** Opening RECORD EXCERPTS block **

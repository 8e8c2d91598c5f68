// Copyright (c) 2022 Harry [Majored] [hello@majored.pw]
// MIT License (https://github.com/Majored/rs-async-zip/blob/main/LICENSE)

//! <https://github.com/Majored/rs-async-zip/blob/main/SPECIFICATION.md#4316>
//!
//! As with other ZIP libraries, we face the predicament that the end of central directory record may contain a
//! variable-length file comment. As a result, we cannot just make the assumption that the start of this record is
//! 22 bytes from the end of the data - we must locate it ourselves.
//!
//! We read the tail of the data in reverse, in fixed-size buffers which overlap by the signature length so that a
//! signature crossing a buffer boundary is still matched, and linearly search each buffer in reverse for the EOCDR
//! signature. The search never extends further back than the longest possible record (22 bytes plus a 65,535 byte
//! comment).
//!
//! The comment is free-form data and so may itself contain the signature bytes. A match is therefore only accepted
//! when its declared comment length runs exactly to the end of the data; otherwise the search continues backwards.

use crate::core::eocdr::{self, RawEndOfCentralDirectoryRecord, MAX_COMMENT_LENGTH};
use crate::core::zip64::eocdr::{self as zip64_eocdr, RawZip64EndOfCentralDirectoryRecord};
use crate::core::zip64::locator::{self as zip64_locator};
use crate::core::SIGNATURE_LENGTH;
use crate::error::{Result, ZipError};
use crate::io::ReadAt;
use crate::string::{StringEncoding, ZipString};
use crate::utils::read_u32;

/// The buffer size used when locating the EOCDR, equal to 2KiB.
const BUFFER_SIZE: usize = 2048;

/// The length of the fixed portion of the EOCDR, including its signature.
const EOCDR_LENGTH: u64 = (SIGNATURE_LENGTH + eocdr::LENGTH) as u64;

/// The length of the ZIP64 EOCDL, including its signature.
const ZIP64_EOCDL_LENGTH: u64 = (SIGNATURE_LENGTH + zip64_locator::LENGTH) as u64;

/// The length of the fixed portion of the ZIP64 EOCDR, including its signature.
const ZIP64_EOCDR_LENGTH: u64 = (SIGNATURE_LENGTH + zip64_eocdr::LENGTH) as u64;

/// The furthest distance from the end of the data at which the EOCDR may start.
const SEARCH_WINDOW: u64 = EOCDR_LENGTH + MAX_COMMENT_LENGTH as u64;

/// The location and shape of an archive's central directory, as described by its end records.
#[derive(Clone, Debug)]
pub struct EndOfCentralDirectory {
    pub(crate) directory_offset: u64,
    pub(crate) directory_records: u64,
    pub(crate) directory_size: u64,
    pub(crate) comment: ZipString,
    pub(crate) zip64: bool,
    pub(crate) record_offset: u64,
}

impl EndOfCentralDirectory {
    /// Returns the offset of the first central directory record.
    pub fn directory_offset(&self) -> u64 {
        self.directory_offset
    }

    /// Returns the number of central directory records the archive declares.
    pub fn directory_records(&self) -> u64 {
        self.directory_records
    }

    /// Returns the declared size of the central directory in bytes.
    pub fn directory_size(&self) -> u64 {
        self.directory_size
    }

    /// Returns the archive's comment.
    pub fn comment(&self) -> &ZipString {
        &self.comment
    }

    /// Returns whether the values above were taken from a ZIP64 end of central directory record.
    pub fn zip64(&self) -> bool {
        self.zip64
    }

    /// Returns the offset of the (non-ZIP64) end of central directory record's signature.
    pub fn record_offset(&self) -> u64 {
        self.record_offset
    }
}

/// Combines all the fields in EOCDR and Zip64EOCDR into one struct.
struct CombinedCentralDirectoryRecord {
    disk_number: u32,
    disk_number_start_of_cd: u32,
    num_entries_in_directory_on_disk: u64,
    num_entries_in_directory: u64,
    directory_size: u64,
    offset_of_start_of_directory: u64,
}

impl From<&RawEndOfCentralDirectoryRecord> for CombinedCentralDirectoryRecord {
    fn from(record: &RawEndOfCentralDirectoryRecord) -> Self {
        Self {
            disk_number: record.number_of_this_disk.into(),
            disk_number_start_of_cd: record.disk_with_start_of_cd.into(),
            num_entries_in_directory_on_disk: record.total_entries_in_cd_on_this_disk.into(),
            num_entries_in_directory: record.total_entries_in_cd.into(),
            directory_size: record.size_of_cd.into(),
            offset_of_start_of_directory: record.offset_start_of_cd.into(),
        }
    }
}

// The ZIP64 values supersede every 32-bit value, not only those holding sentinels.
impl From<&RawZip64EndOfCentralDirectoryRecord> for CombinedCentralDirectoryRecord {
    fn from(record: &RawZip64EndOfCentralDirectoryRecord) -> Self {
        Self {
            disk_number: record.number_of_this_disk,
            disk_number_start_of_cd: record.disk_with_start_of_cd,
            num_entries_in_directory_on_disk: record.total_entries_in_cd_on_this_disk,
            num_entries_in_directory: record.total_entries_in_cd,
            directory_size: record.size_of_cd,
            offset_of_start_of_directory: record.offset_start_of_cd,
        }
    }
}

/// Locates and parses the end of central directory record (and, where signalled, its ZIP64 counterpart) within the
/// first `size` bytes of the reader.
#[tracing::instrument(skip(reader))]
pub fn end_of_central_directory<R: ReadAt + ?Sized>(reader: &R, size: u64) -> Result<EndOfCentralDirectory> {
    let (record_offset, eocdr) = eocdr(reader, size)?;

    let mut comment = vec![0; eocdr.zip_file_comment_length as usize];
    reader.read_exact_at(record_offset + EOCDR_LENGTH, &mut comment)?;
    let comment = ZipString::new(comment, StringEncoding::Utf8);

    let zip64 = match eocdr.has_zip64_sentinel() {
        true => zip64_eocdr(reader, record_offset)?,
        false => None,
    };

    let (combined, directory_limit) = match &zip64 {
        Some((zip64_offset, zip64_record)) => (CombinedCentralDirectoryRecord::from(zip64_record), *zip64_offset),
        None => (CombinedCentralDirectoryRecord::from(&eocdr), record_offset),
    };

    // Outdated feature so unlikely to ever make it into this crate.
    if combined.disk_number != combined.disk_number_start_of_cd
        || combined.num_entries_in_directory != combined.num_entries_in_directory_on_disk
    {
        return Err(ZipError::FeatureNotSupported("Spanned/split files"));
    }

    if combined.offset_of_start_of_directory > directory_limit {
        return Err(ZipError::MalformedRecord("central directory starts beyond the end of central directory record"));
    }

    tracing::debug!(
        record_offset,
        directory_offset = combined.offset_of_start_of_directory,
        directory_records = combined.num_entries_in_directory,
        zip64 = zip64.is_some(),
        "located end of central directory"
    );

    Ok(EndOfCentralDirectory {
        directory_offset: combined.offset_of_start_of_directory,
        directory_records: combined.num_entries_in_directory,
        directory_size: combined.directory_size,
        comment,
        zip64: zip64.is_some(),
        record_offset,
    })
}

/// Locate the `end of central directory record` offset, if one exists.
/// The returned offset is that of the record's signature.
///
/// This method involves buffered reading in reverse and reverse linear searching along those buffers for the EOCDR
/// signature. Each match is then checked against its declared comment length before being accepted.
pub(crate) fn eocdr<R: ReadAt + ?Sized>(reader: &R, size: u64) -> Result<(u64, RawEndOfCentralDirectoryRecord)> {
    if size < EOCDR_LENGTH {
        return Err(ZipError::NotAZipArchive);
    }

    let signature = eocdr::SIGNATURE.to_le_bytes();
    let lower_bound = size.saturating_sub(SEARCH_WINDOW);
    let mut buffer = [0; BUFFER_SIZE];

    // The exclusive end of the next buffer. A record must fit entirely, so no signature may start past size - 22.
    let mut end = size - EOCDR_LENGTH + SIGNATURE_LENGTH as u64;

    loop {
        let position = end.saturating_sub(BUFFER_SIZE as u64).max(lower_bound);
        let buffer = &mut buffer[..(end - position) as usize];
        reader.read_exact_at(position, buffer)?;

        let mut search_end = buffer.len();
        while let Some(match_index) = reverse_search_buffer(&buffer[..search_end], &signature) {
            let candidate = position + match_index as u64;

            if let Some(record) = validate_candidate(reader, candidate, size)? {
                return Ok((candidate, record));
            }

            search_end = match_index + SIGNATURE_LENGTH - 1;
        }

        // If we hit the start of the data or the lower bound, we're unable to locate the EOCDR.
        if position == lower_bound {
            return Err(ZipError::NotAZipArchive);
        }

        // To handle the case where the EOCDR signature crosses buffer boundaries, we simply overlap reads by the
        // signature length (minus one, so a match is never found twice).
        end = position + SIGNATURE_LENGTH as u64 - 1;
    }
}

/// Reads the fixed EOCDR fields following a signature match, returning them if the comment length is consistent.
fn validate_candidate<R: ReadAt + ?Sized>(
    reader: &R,
    candidate: u64,
    size: u64,
) -> Result<Option<RawEndOfCentralDirectoryRecord>> {
    let mut buffer = [0; eocdr::LENGTH];
    reader.read_exact_at(candidate + SIGNATURE_LENGTH as u64, &mut buffer)?;
    let record = eocdr::raw_read(&mut buffer.as_slice())?;

    if candidate + EOCDR_LENGTH + u64::from(record.zip_file_comment_length) != size {
        tracing::trace!(candidate, "rejected EOCDR signature match with inconsistent comment length");
        return Ok(None);
    }

    Ok(Some(record))
}

/// Follows the ZIP64 EOCDL directly preceding the EOCDR to the ZIP64 EOCDR, returning its offset and contents.
///
/// An absent EOCDL isn't an error; the 32-bit values are used as-is.
fn zip64_eocdr<R: ReadAt + ?Sized>(
    reader: &R,
    eocdr_offset: u64,
) -> Result<Option<(u64, RawZip64EndOfCentralDirectoryRecord)>> {
    let Some(locator_offset) = eocdr_offset.checked_sub(ZIP64_EOCDL_LENGTH) else {
        return Ok(None);
    };

    let mut buffer = [0; ZIP64_EOCDL_LENGTH as usize];
    reader.read_exact_at(locator_offset, &mut buffer)?;
    let mut cursor = buffer.as_slice();

    if read_u32(&mut cursor)? != zip64_locator::SIGNATURE {
        tracing::debug!("sentinel values present without a zip64 end of central directory locator");
        return Ok(None);
    }

    let locator = zip64_locator::raw_read(&mut cursor)?;
    if locator.total_disks > 1 {
        return Err(ZipError::FeatureNotSupported("Spanned/split files"));
    }

    let record_offset = locator.relative_offset_eocdr;
    if record_offset.checked_add(ZIP64_EOCDR_LENGTH).map_or(true, |record_end| record_end > locator_offset) {
        return Err(ZipError::MalformedRecord("zip64 end of central directory record overlaps its locator"));
    }

    let mut buffer = [0; ZIP64_EOCDR_LENGTH as usize];
    reader.read_exact_at(record_offset, &mut buffer)?;
    let mut cursor = buffer.as_slice();

    crate::utils::assert_signature(&mut cursor, zip64_eocdr::SIGNATURE)?;
    let record = zip64_eocdr::raw_read(&mut cursor)?;

    Ok(Some((record_offset, record)))
}

/// A naive reverse linear search along the buffer for the specified signature bytes, returning the index at which
/// the last occurrence starts.
pub(crate) fn reverse_search_buffer(buffer: &[u8], signature: &[u8]) -> Option<usize> {
    buffer.windows(signature.len()).rposition(|window| window == signature)
}
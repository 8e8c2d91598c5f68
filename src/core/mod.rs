// Copyright (c) 2024 Harry [Majored] [hello@majored.pw]
// MIT License (https://github.com/Majored/rs-async-zip/blob/main/LICENSE)

//! Byte-level definitions of the ZIP records this crate reads and writes.
//!
//! Each record lives in its own module and exposes a `raw_read`/`raw_write` pair for the fixed-size portion of the
//! record (excluding its signature), generated by the [`raw!`] macro.

pub mod cdr;
pub mod edf;
pub mod eocdr;
pub mod lfh;
pub mod zip64;

/// The length in bytes of a signature. All signatures are u32s, so 4 bytes long.
pub const SIGNATURE_LENGTH: usize = 4;

macro_rules! raw {
    ($name:ident { $($field:ident, $type:ty, $read:expr, $write:expr),* }) => {
        #[derive(Clone, Copy, Debug, Default, PartialEq, Eq)]
        pub struct $name {
            $(pub $field : $type),*
        }

        /// Reads the raw underlying record from the given reader.
        pub fn raw_read<R: std::io::Read>(reader: &mut R) -> crate::error::Result<$name> {
            Ok($name {
                $($field : $read(&mut *reader)? ),*
            })
        }

        /// Writes the raw underlying record to the given writer.
        pub fn raw_write<W: std::io::Write>(writer: &mut W, raw: &$name) -> crate::error::Result<()> {
            $($write(&mut *writer, raw.$field)?;)*
            Ok(())
        }
    }
}

macro_rules! raw_deref {
    ($from:ident, $to:ident) => {
        impl std::ops::Deref for $from {
            type Target = $to;

            fn deref(&self) -> &Self::Target {
                &self.raw
            }
        }
    };
}

pub(crate) use raw;
pub(crate) use raw_deref;
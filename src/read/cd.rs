// Copyright (c) 2022 Harry [Majored] [hello@majored.pw]
// MIT License (https://github.com/Majored/rs-async-zip/blob/main/LICENSE)

//! Decoding of individual central directory records into [`ZipEntry`]s.

use crate::core::cdr::{self, CentralDirectoryRecord};
use crate::core::edf::{self, Zip64ExtendedInformation, Zip64Sentinels, ZIP64_HEADER_ID};
use crate::core::SIGNATURE_LENGTH;
use crate::entry::ZipEntry;
use crate::error::{Result, ZipError};
use crate::spec::consts::{NON_ZIP64_MAX_DISK, NON_ZIP64_MAX_SIZE};
use crate::spec::flag::GeneralPurposeFlag;
use crate::string::{StringEncoding, ZipString};
use crate::utils::read_up_to;

use std::io::BufRead;

/// Reads the central directory record at the reader's position.
///
/// `Ok(None)` is returned when the reader is exhausted before a full signature could be read, or when the next four
/// bytes aren't a central directory record signature (eg. the ZIP64 end of central directory record which follows
/// the directory). In the latter case the reader is left at those bytes as long as they were already buffered. Once a
/// signature has matched, the record must be complete and consistent or an error is returned.
pub fn next_record<R: BufRead>(reader: &mut R) -> Result<Option<ZipEntry>> {
    let mut signature = [0; SIGNATURE_LENGTH];
    let buffered = reader.fill_buf()?;
    let peeked = buffered.len() >= SIGNATURE_LENGTH;

    if peeked {
        signature.copy_from_slice(&buffered[..SIGNATURE_LENGTH]);
    } else {
        // The signature straddles the end of the buffered data, so it can only be read, not peeked at.
        let filled = read_up_to(reader, &mut signature)?;

        if filled < SIGNATURE_LENGTH {
            tracing::trace!(filled, "input exhausted before a central directory record signature");
            return Ok(None);
        }
    }

    let signature = u32::from_le_bytes(signature);
    if signature != cdr::SIGNATURE {
        tracing::trace!(signature, "no further central directory records");
        return Ok(None);
    }

    if peeked {
        reader.consume(SIGNATURE_LENGTH);
    }

    let record = cdr::read_after_signature(reader)?;
    let entry = entry_from_record(record)?;

    tracing::trace!(
        filename = %entry.filename(),
        compressed_size = entry.compressed_size(),
        header_offset = entry.header_offset(),
        "parsed central directory record"
    );

    Ok(Some(entry))
}

/// Resolves a raw central directory record into an entry, substituting any ZIP64 extended information.
pub(crate) fn entry_from_record(record: CentralDirectoryRecord) -> Result<ZipEntry> {
    let CentralDirectoryRecord { raw, file_name, extra_field, file_comment } = record;
    let extra_fields = edf::read_all(&extra_field)?;

    let sentinels = Zip64Sentinels {
        uncompressed_size: raw.uncompressed_size == NON_ZIP64_MAX_SIZE,
        compressed_size: raw.compressed_size == NON_ZIP64_MAX_SIZE,
        relative_header_offset: raw.relative_offset_of_local_header == NON_ZIP64_MAX_SIZE,
        disk_start_number: raw.disk_number_start == NON_ZIP64_MAX_DISK,
    };

    let zip64 = match extra_fields.iter().find(|field| field.header_id == ZIP64_HEADER_ID) {
        Some(field) => Zip64ExtendedInformation::from_data(&field.data, sentinels)?,
        // An uncompressed size of exactly u32::MAX is a legitimate (if unlikely) non-ZIP64 value.
        None if sentinels.compressed_size || sentinels.relative_header_offset => {
            return Err(ZipError::MalformedRecord("sentinel value without zip64 extended information"));
        }
        None => Zip64ExtendedInformation::default(),
    };

    let flags = GeneralPurposeFlag::from(raw.general_purpose_bit_flag);
    let filename_encoding = detect_encoding(flags, &file_name);
    let filename = ZipString::new(file_name, filename_encoding);
    let comment_encoding = detect_encoding(flags, &file_comment);
    let comment = ZipString::new(file_comment, comment_encoding);

    Ok(ZipEntry {
        uncompressed_size: zip64.uncompressed_size.unwrap_or(raw.uncompressed_size.into()),
        compressed_size: zip64.compressed_size.unwrap_or(raw.compressed_size.into()),
        header_offset: zip64.relative_header_offset.unwrap_or(raw.relative_offset_of_local_header.into()),
        disk_start: zip64.disk_start_number.unwrap_or(raw.disk_number_start.into()),
        raw,
        filename,
        extra_field,
        extra_fields,
        comment,
    })
}

/// Without the language encoding flag, only pure ASCII can safely be assumed to be UTF-8.
fn detect_encoding(flags: GeneralPurposeFlag, raw: &[u8]) -> StringEncoding {
    if flags.filename_unicode || raw.is_ascii() {
        StringEncoding::Utf8
    } else {
        StringEncoding::Raw
    }
}
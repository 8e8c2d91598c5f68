// Copyright (c) 2024 Harry [Majored] [hello@majored.pw]
// MIT License (https://github.com/Majored/rs-async-zip/blob/main/LICENSE)

//! Byte sources and sinks used by the reading and writing modules.

pub(crate) mod offset;

use std::fs::File;
use std::io::{Error, ErrorKind, Read, Seek, SeekFrom};
use std::sync::Arc;

/// A source of bytes which supports reads at arbitrary positions.
///
/// Reads go through `&self`, so one source can back any number of independent readers at once; no cursor state is
/// held by the source itself.
pub trait ReadAt {
    /// Reads bytes starting at `offset` into `buf`, returning how many were read.
    ///
    /// Returning zero for a non-empty buffer signals that `offset` is at or past the end of the source.
    fn read_at(&self, offset: u64, buf: &mut [u8]) -> std::io::Result<usize>;

    /// Reads exactly `buf.len()` bytes starting at `offset`.
    fn read_exact_at(&self, mut offset: u64, mut buf: &mut [u8]) -> std::io::Result<()> {
        while !buf.is_empty() {
            match self.read_at(offset, buf) {
                Ok(0) => break,
                Ok(read) => {
                    let remaining = buf;
                    buf = &mut remaining[read..];
                    offset += read as u64;
                }
                Err(err) if err.kind() == ErrorKind::Interrupted => {}
                Err(err) => return Err(err),
            }
        }

        if !buf.is_empty() {
            return Err(Error::new(ErrorKind::UnexpectedEof, "failed to fill whole buffer"));
        }
        Ok(())
    }
}

impl ReadAt for [u8] {
    fn read_at(&self, offset: u64, buf: &mut [u8]) -> std::io::Result<usize> {
        let start = usize::try_from(offset).unwrap_or(usize::MAX).min(self.len());
        let read = buf.len().min(self.len() - start);

        buf[..read].copy_from_slice(&self[start..start + read]);
        Ok(read)
    }
}

impl ReadAt for Vec<u8> {
    fn read_at(&self, offset: u64, buf: &mut [u8]) -> std::io::Result<usize> {
        self.as_slice().read_at(offset, buf)
    }
}

impl<T: ReadAt + ?Sized> ReadAt for &T {
    fn read_at(&self, offset: u64, buf: &mut [u8]) -> std::io::Result<usize> {
        (**self).read_at(offset, buf)
    }
}

impl<T: ReadAt + ?Sized> ReadAt for Box<T> {
    fn read_at(&self, offset: u64, buf: &mut [u8]) -> std::io::Result<usize> {
        (**self).read_at(offset, buf)
    }
}

impl<T: ReadAt + ?Sized> ReadAt for Arc<T> {
    fn read_at(&self, offset: u64, buf: &mut [u8]) -> std::io::Result<usize> {
        (**self).read_at(offset, buf)
    }
}

#[cfg(any(unix, windows))]
impl ReadAt for File {
    fn read_at(&self, offset: u64, buf: &mut [u8]) -> std::io::Result<usize> {
        #[cfg(unix)]
        {
            std::os::unix::fs::FileExt::read_at(self, buf, offset)
        }

        // Moves the file cursor, but positioned reads never depend on it.
        #[cfg(windows)]
        {
            std::os::windows::fs::FileExt::seek_read(self, buf, offset)
        }
    }
}

/// A reader over the `[0, size)` range of a [`ReadAt`] source, owning its own cursor.
#[derive(Debug)]
pub struct SectionReader<R> {
    inner: R,
    size: u64,
    position: u64,
}

impl<R: ReadAt> SectionReader<R> {
    /// Constructs a new reader over the first `size` bytes of the source, positioned at its start.
    pub fn new(inner: R, size: u64) -> Self {
        Self { inner, size, position: 0 }
    }
}

impl<R: ReadAt> Read for SectionReader<R> {
    fn read(&mut self, buf: &mut [u8]) -> std::io::Result<usize> {
        if self.position >= self.size {
            return Ok(0);
        }

        let remaining = self.size - self.position;
        let limit = usize::try_from(remaining).unwrap_or(usize::MAX).min(buf.len());
        let read = self.inner.read_at(self.position, &mut buf[..limit])?;

        self.position += read as u64;
        Ok(read)
    }
}

impl<R: ReadAt> Seek for SectionReader<R> {
    fn seek(&mut self, position: SeekFrom) -> std::io::Result<u64> {
        let (base, delta) = match position {
            SeekFrom::Start(offset) => {
                self.position = offset;
                return Ok(offset);
            }
            SeekFrom::End(delta) => (self.size, delta),
            SeekFrom::Current(delta) => (self.position, delta),
        };

        match base.checked_add_signed(delta) {
            Some(position) => {
                self.position = position;
                Ok(position)
            }
            None => Err(Error::new(ErrorKind::InvalidInput, "invalid seek to a negative or overflowing position")),
        }
    }
}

** Closing RECORD EXCERPTS block **

WORK TASK:
Could you copy exactly the lines from the first line of the records above through the line containing "may contain a", both included, and nothing else?

ANSWER FOR THIS EXERCISE:
repository 8e8c2d91598c5f68
// Copyright (c) 2022 Harry [Majored] [hello@majored.pw]
// MIT License (https://github.com/Majored/rs-async-zip/blob/main/LICENSE)

//! <https://github.com/Majored/rs-async-zip/blob/main/SPECIFICATION.md#4316>
//!
//! As with other ZIP libraries, we face the predicament that the end of central directory record may contain a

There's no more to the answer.